Politics is one of the great American growth industries, with nearly $16 billion in projected spending on federal races alone in 2024 and over $100 million in small donations going to the two major party presidential candidates. If Americans really despised the hyperpoliticized state of our culture, we wouldn’t fund it out of pocket. We wouldn’t constantly make celebrities out of politicians and politicians out of celebrities. In such a utopia, one where tens of millions of people no longer needed politics for entertainment and a sense of self-worth, political podcasts would exist only for the obsessed and the unwell, Tucker Carlson would not be able to sell out an arena tour, and the Taylor Swifts of the world would realize that they can only demean and diminish themselves through endorsing any politician for any reason. That utopia is far away though. We have chosen a different way to live.

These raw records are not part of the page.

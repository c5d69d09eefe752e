//! Domain-to-route policy engine: matches resolved answers against
//! configured rule groups and installs time-bounded firewall marks before
//! the response reaches the client.

use std::net::IpAddr;
use std::sync::Arc;
use std::time::Duration;

use arc_swap::ArcSwap;
use hickory_proto::op::Message;
use hickory_proto::rr::{RData, RecordType};
use outway_firewall::FirewallBackend;

use crate::types::RuleGroupConfig;

struct CompiledPattern {
    exact: Option<String>,
    suffix: Option<String>,
}

impl CompiledPattern {
    fn compile(pattern: &str) -> Self {
        match pattern.strip_prefix("*.") {
            Some(suffix) => Self {
                exact: None,
                suffix: Some(suffix.to_ascii_lowercase()),
            },
            None => Self {
                exact: Some(pattern.to_ascii_lowercase()),
                suffix: None,
            },
        }
    }

    fn matches(&self, fqdn: &str) -> bool {
        match (&self.exact, &self.suffix) {
            (Some(exact), _) => fqdn == exact,
            (_, Some(suffix)) => fqdn.ends_with(suffix) && fqdn.len() > suffix.len() && fqdn.as_bytes()[fqdn.len() - suffix.len() - 1] == b'.',
            _ => false,
        }
    }
}

struct CompiledGroup {
    via: String,
    pin_ttl: bool,
    patterns: Vec<CompiledPattern>,
}

impl CompiledGroup {
    fn matches(&self, fqdn: &str) -> bool {
        self.patterns.iter().any(|p| p.matches(fqdn))
    }
}

struct Compiled {
    groups: Vec<CompiledGroup>,
    min_mark_ttl: Duration,
}

impl Compiled {
    fn build(configs: &[RuleGroupConfig], min_mark_ttl: Duration) -> Self {
        let groups = configs
            .iter()
            .map(|g| CompiledGroup {
                via: g.via.clone(),
                pin_ttl: g.pin_ttl,
                patterns: g.patterns.iter().map(|p| CompiledPattern::compile(p)).collect(),
            })
            .collect();
        Self { groups, min_mark_ttl }
    }

    fn find_group(&self, fqdn: &str) -> Option<&CompiledGroup> {
        self.groups.iter().find(|g| g.matches(fqdn))
    }
}

/// Rule groups and the mark-TTL floor form one reloadable generation,
/// swapped atomically on `SIGHUP` so a query never observes a half-applied
/// configuration.
pub struct PolicyEngine {
    compiled: ArcSwap<Compiled>,
    backend: Arc<dyn FirewallBackend>,
}

impl PolicyEngine {
    pub fn new(configs: &[RuleGroupConfig], min_mark_ttl: Duration, backend: Arc<dyn FirewallBackend>) -> Self {
        Self {
            compiled: ArcSwap::from_pointee(Compiled::build(configs, min_mark_ttl)),
            backend,
        }
    }

    /// Recompiles rule groups from a reloaded configuration and swaps them
    /// in atomically; in-flight `apply()` calls keep running against
    /// whichever generation they already loaded.
    pub fn reload(&self, configs: &[RuleGroupConfig], min_mark_ttl: Duration) {
        self.compiled.store(Arc::new(Compiled::build(configs, min_mark_ttl)));
    }

    /// Runs the matched rule group's mark action over every A/AAAA answer,
    /// logging (but never surfacing) firewall failures so the DNS response
    /// always reaches the client.
    pub async fn apply(&self, fqdn: &str, response: &Message) {
        let compiled = self.compiled.load();
        let Some(group) = compiled.find_group(fqdn) else {
            return;
        };

        for answer in response.answers() {
            if !matches!(answer.record_type(), RecordType::A | RecordType::AAAA) {
                continue;
            }
            let Some(ip) = rdata_ip(answer.data()) else {
                continue;
            };

            let ttl = if group.pin_ttl {
                Duration::from_secs(answer.ttl() as u64)
            } else {
                Duration::from_secs(answer.ttl() as u64).max(compiled.min_mark_ttl)
            };

            if let Err(e) = self.backend.mark_ip(&group.via, ip, ttl).await {
                tracing::warn!(fqdn, via = %group.via, %ip, error = %e, "failed to install policy mark");
                metrics_mark_failure();
            }
        }
    }
}

fn rdata_ip(rdata: &RData) -> Option<IpAddr> {
    match rdata {
        RData::A(a) => Some(IpAddr::V4(a.0)),
        RData::AAAA(aaaa) => Some(IpAddr::V6(aaaa.0)),
        _ => None,
    }
}

fn metrics_mark_failure() {
    crate::metrics::global().mark_failures.increment();
}

#[cfg(test)]
mod tests {
    use super::*;
    use async_trait::async_trait;
    use hickory_proto::rr::rdata::A;
    use hickory_proto::rr::{Name, Record};
    use outway_firewall::TunnelInfo;
    use std::collections::HashMap;
    use std::sync::Mutex;

    #[derive(Default)]
    struct RecordingBackend {
        marks: Mutex<Vec<(String, IpAddr, Duration)>>,
        fail: bool,
    }

    #[async_trait]
    impl FirewallBackend for RecordingBackend {
        async fn initialize_tunnels(&self, _ifaces: &[String]) -> outway_firewall::Result<HashMap<String, TunnelInfo>> {
            Ok(HashMap::new())
        }
        async fn ensure_policy(&self, _iface: &str) -> outway_firewall::Result<()> {
            Ok(())
        }
        async fn mark_ip(&self, iface: &str, ip: IpAddr, ttl: Duration) -> outway_firewall::Result<()> {
            if self.fail {
                return Err(outway_firewall::Error::BackendFailure("injected".into()));
            }
            self.marks.lock().unwrap().push((iface.to_string(), ip, ttl));
            Ok(())
        }
        async fn flush_runtime(&self) -> outway_firewall::Result<()> {
            Ok(())
        }
        async fn cleanup_all(&self) -> outway_firewall::Result<()> {
            Ok(())
        }
        async fn get_tunnel_info(&self, _iface: &str) -> Option<TunnelInfo> {
            None
        }
        fn name(&self) -> &'static str {
            "recording"
        }
    }

    fn response_with_a(name: &str, ttl: u32, ip: std::net::Ipv4Addr) -> Message {
        let mut message = Message::new();
        let dns_name = Name::from_ascii(name).unwrap();
        message.add_answer(Record::from_rdata(dns_name, ttl, RData::A(A(ip))));
        message
    }

    fn group(via: &str, pin_ttl: bool, patterns: &[&str]) -> RuleGroupConfig {
        RuleGroupConfig {
            name: "g".into(),
            description: String::new(),
            via: via.to_string(),
            pin_ttl,
            patterns: patterns.iter().map(|s| s.to_string()).collect(),
        }
    }

    #[tokio::test]
    async fn exact_pattern_matches_only_full_fqdn() {
        let backend = Arc::new(RecordingBackend::default());
        let engine = PolicyEngine::new(&[group("wan1", false, &["example.com"])], Duration::from_secs(30), backend.clone());
        let response = response_with_a("example.com", 60, "93.184.216.34".parse().unwrap());
        engine.apply("example.com", &response).await;
        assert_eq!(backend.marks.lock().unwrap().len(), 1);

        backend.marks.lock().unwrap().clear();
        engine.apply("sub.example.com", &response).await;
        assert!(backend.marks.lock().unwrap().is_empty());
    }

    #[tokio::test]
    async fn wildcard_pattern_matches_subdomains_not_bare_suffix() {
        let backend = Arc::new(RecordingBackend::default());
        let engine = PolicyEngine::new(&[group("wan1", false, &["*.example.com"])], Duration::from_secs(30), backend.clone());
        let response = response_with_a("a.example.com", 60, "93.184.216.34".parse().unwrap());
        engine.apply("a.example.com", &response).await;
        assert_eq!(backend.marks.lock().unwrap().len(), 1);

        backend.marks.lock().unwrap().clear();
        engine.apply("example.com", &response).await;
        assert!(backend.marks.lock().unwrap().is_empty());
    }

    #[tokio::test]
    async fn first_matching_group_wins() {
        let backend = Arc::new(RecordingBackend::default());
        let engine = PolicyEngine::new(
            &[group("wan1", false, &["*.example.com"]), group("wan2", false, &["a.example.com"])],
            Duration::from_secs(30),
            backend.clone(),
        );
        let response = response_with_a("a.example.com", 60, "93.184.216.34".parse().unwrap());
        engine.apply("a.example.com", &response).await;
        let marks = backend.marks.lock().unwrap();
        assert_eq!(marks.len(), 1);
        assert_eq!(marks[0].0, "wan1");
    }

    #[tokio::test]
    async fn min_mark_ttl_floors_short_rr_ttl() {
        let backend = Arc::new(RecordingBackend::default());
        let engine = PolicyEngine::new(&[group("wan1", false, &["example.com"])], Duration::from_secs(30), backend.clone());
        let response = response_with_a("example.com", 5, "93.184.216.34".parse().unwrap());
        engine.apply("example.com", &response).await;
        assert_eq!(backend.marks.lock().unwrap()[0].2, Duration::from_secs(30));
    }

    #[tokio::test]
    async fn pinned_ttl_uses_rr_ttl_even_below_floor() {
        let backend = Arc::new(RecordingBackend::default());
        let engine = PolicyEngine::new(&[group("wan1", true, &["example.com"])], Duration::from_secs(30), backend.clone());
        let response = response_with_a("example.com", 5, "93.184.216.34".parse().unwrap());
        engine.apply("example.com", &response).await;
        assert_eq!(backend.marks.lock().unwrap()[0].2, Duration::from_secs(5));
    }

    #[tokio::test]
    async fn reload_swaps_rule_groups_atomically() {
        let backend = Arc::new(RecordingBackend::default());
        let engine = PolicyEngine::new(&[group("wan1", false, &["example.com"])], Duration::from_secs(30), backend.clone());
        let response = response_with_a("other.com", 60, "93.184.216.34".parse().unwrap());

        engine.apply("other.com", &response).await;
        assert!(backend.marks.lock().unwrap().is_empty());

        engine.reload(&[group("wan2", false, &["other.com"])], Duration::from_secs(10));
        engine.apply("other.com", &response).await;
        let marks = backend.marks.lock().unwrap();
        assert_eq!(marks.len(), 1);
        assert_eq!(marks[0].0, "wan2");
    }

    #[tokio::test]
    async fn backend_failure_does_not_panic() {
        let backend = Arc::new(RecordingBackend { fail: true, ..Default::default() });
        let engine = PolicyEngine::new(&[group("wan1", false, &["example.com"])], Duration::from_secs(30), backend);
        let response = response_with_a("example.com", 60, "93.184.216.34".parse().unwrap());
        engine.apply("example.com", &response).await;
    }
}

What makes the journalists of The Boys on the Bus such recognizable American characters, and the thing that links their outlook with the obsessions of the present era, is that they reflect the schismatic American attitude toward power. Power both repulsed and titillated them, as it repulses and titillates us. Power is gross, the domain of Richard Nixon-like gargoyles and the total antithesis of the Hunter S. Thompson ethos. Yet the Puritan association of power with virtue remains impossible to fully break, and it demands obeisance toward the alternatively hopeful and oppressive moralism of which Oprah and perhaps even Kamala Harris are inheritors. Meanwhile Donald Trump embodies the more atavistic American power ideal, promising retribution on behalf of the nation’s scorned and now quasi-militarized used car dealers.

The truly damaged—and there are a lot of us—consider it a privilege merely to witness these grotesque rituals of American power, and we hope to aid in their final completion every fourth November. “It would be a good while before any of them would again discover the same irresistible combination of camaraderie, hardship, and luxury,” Crouse wrote as he watched the McGovern press corps scatter to their home newsrooms the week after election day. “They now had to go back to paying the dues which would earn them another campaign in 1976.”

Much of the country now shares their mentality. Even as votes are cast, the sickest and truest parts of ourselves can’t wait to run it all back again.


Armin Rosen is a staff writer for Tablet Magazine.